> [ASSIGNMENT]: For this task, copy the data that follows exactly, keeping every character.

> [Saved entries]:
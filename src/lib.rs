//! # exec-timing
//!
//! Collects per-test execution times during a test run and prints a ranked,
//! color-coded report of the slowest tests when the run ends.
//!
//! ## Architecture
//!
//! ```text
//! ┌──────────────────────────────────────────────────────────────┐
//! │                   ExecutionTimeExtension                     │
//! │                                                              │
//! │  on_unit_start ──┐                                           │
//! │  on_unit_finish ─┼──▶ collector ──snapshot──▶ report ──▶ out │
//! │  on_unit_timed ──┘   (Samples)               (render)        │
//! │        ▲                                        ▲            │
//! │        │                                        │            │
//! │  source (files, stdin, libtest JSON)    Settings + Painter   │
//! └──────────────────────────────────────────────────────────────┘
//! ```
//!
//! - **[`collector`]**: records one sample per finished test, in completion order
//! - **[`report`]**: selects the slowest samples, aligns and colors the report
//! - **[`data`]**: [`Sample`], [`Thresholds`], [`Severity`] and duration formatting
//! - **[`settings`]**: [`Settings`] parsed from a flat option mapping, a config file
//!   or the environment
//! - **[`source`]**: [`SampleSource`] implementations for timings recorded elsewhere
//! - **[`extension`]**: the lifecycle entry points a host runner calls
//!
//! ## Usage
//!
//! ### Driving the lifecycle from a host runner
//!
//! ```
//! use exec_timing::{ExecutionTimeExtension, PlainPainter, Settings};
//!
//! let settings = Settings::from_parameters([("topN", "5"), ("showFQCN", "false")]);
//! let mut ext = ExecutionTimeExtension::with_output(settings, Vec::new(), Box::new(PlainPainter));
//!
//! ext.on_unit_start();
//! ext.on_unit_finish("App.Tests.FooTest::testBar");
//!
//! let report = ext.on_run_end();
//! assert!(report.contains("Top 1 slowest tests:"));
//! assert!(report.contains("FooTest::testBar"));
//! ```
//!
//! ### Rendering samples directly
//!
//! ```
//! use std::time::Duration;
//! use exec_timing::{render, PlainPainter, ReportConfig, Sample};
//!
//! let samples = vec![
//!     Sample::new("A", Duration::from_millis(100)),
//!     Sample::new("B", Duration::from_millis(2500)),
//! ];
//! let report = render(&samples, &ReportConfig::default(), &PlainPainter);
//! assert!(report.find("B").unwrap() < report.find("A ").unwrap());
//! ```
//!
//! ### As a CLI tool
//!
//! ```bash
//! cargo test -- -Z unstable-options --format json --report-time | exec-timing --top-n 5
//! exec-timing timings.json --warning 500ms --danger 2s
//! ```

pub mod collector;
pub mod data;
pub mod error;
pub mod extension;
pub mod report;
pub mod settings;
pub mod source;

// Re-export main types for convenience
pub use collector::TimingCollector;
pub use data::{DisplayNamePolicy, Sample, Severity, Thresholds};
pub use error::TimingError;
pub use extension::ExecutionTimeExtension;
pub use report::{
    render, select_slowest, AnsiPainter, ColorMode, Painter, PlainPainter, ReportConfig,
};
pub use settings::Settings;
pub use source::{FileSource, ReaderSource, SampleSource};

> [TASK ANSWER]:
filename src/lib.rs
//! # exec-timing
//!
//! Collects per-test execution times during a test run and prints a ranked,
//! color-coded report of the slowest tests when the run ends.
//!
//! ## Architecture
//!
//! ```text
//! ┌──────────────────────────────────────────────────────────────┐
//! │                   ExecutionTimeExtension                     │
//! │                                                              │
//! │  on_unit_start ──┐                                           │
//! │  on_unit_finish ─┼──▶ collector ──snapshot──▶ report ──▶ out │
//! │  on_unit_timed ──┘   (Samples)               (render)        │
//! │        ▲                                        ▲            │
//! │        │                                        │            │
//! │  source (files, stdin, libtest JSON)    Settings + Painter   │
//! └──────────────────────────────────────────────────────────────┘
//! ```
//!
//! - **[`collector`]**: records one sample per finished test, in completion order
//! - **[`report`]**: selects the slowest samples, aligns and colors the report
//! - **[`data`]**: [`Sample`], [`Thresholds`], [`Severity`] and duration formatting
//! - **[`settings`]**: [`Settings`] parsed from a flat option mapping, a config file
//!   or the environment
//! - **[`source`]**: [`SampleSource`] implementations for timings recorded elsewhere
//! - **[`extension`]**: the lifecycle entry points a host runner calls
//!
//! ## Usage
//!
//! ### Driving the lifecycle from a host runner
//!
//! ```
//! use exec_timing::{ExecutionTimeExtension, PlainPainter, Settings};
//!
//! let settings = Settings::from_parameters([("topN", "5"), ("showFQCN", "false")]);
//! let mut ext = ExecutionTimeExtension::with_output(settings, Vec::new(), Box::new(PlainPainter));
//!
//! ext.on_unit_start();
//! ext.on_unit_finish("App.Tests.FooTest::testBar");
//!
//! let report = ext.on_run_end();
//! assert!(report.contains("Top 1 slowest tests:"));
//! assert!(report.contains("FooTest::testBar"));
//! ```
//!
//! ### Rendering samples directly
//!
//! ```
//! use std::time::Duration;
//! use exec_timing::{render, PlainPainter, ReportConfig, Sample};
//!
//! let samples = vec![
//!     Sample::new("A", Duration::from_millis(100)),
//!     Sample::new("B", Duration::from_millis(2500)),
//! ];
//! let report = render(&samples, &ReportConfig::default(), &PlainPainter);
//! assert!(report.find("B").unwrap() < report.find("A ").unwrap());
//! ```
//!
//! ### As a CLI tool
//!
//! ```bash
//! cargo test -- -Z unstable-options --format json --report-time | exec-timing --top-n 5
//! exec-timing timings.json --warning 500ms --danger 2s
//! ```

pub mod collector;
pub mod data;
pub mod error;
pub mod extension;
pub mod report;
pub mod settings;
pub mod source;

// Re-export main types for convenience
pub use collector::TimingCollector;
pub use data::{DisplayNamePolicy, Sample, Severity, Thresholds};
pub use error::TimingError;
pub use extension::ExecutionTimeExtension;
pub use report::{
    render, select_slowest, AnsiPainter, ColorMode, Painter, PlainPainter, ReportConfig,
};
pub use settings::Settings;
pub use source::{FileSource, ReaderSource, SampleSource};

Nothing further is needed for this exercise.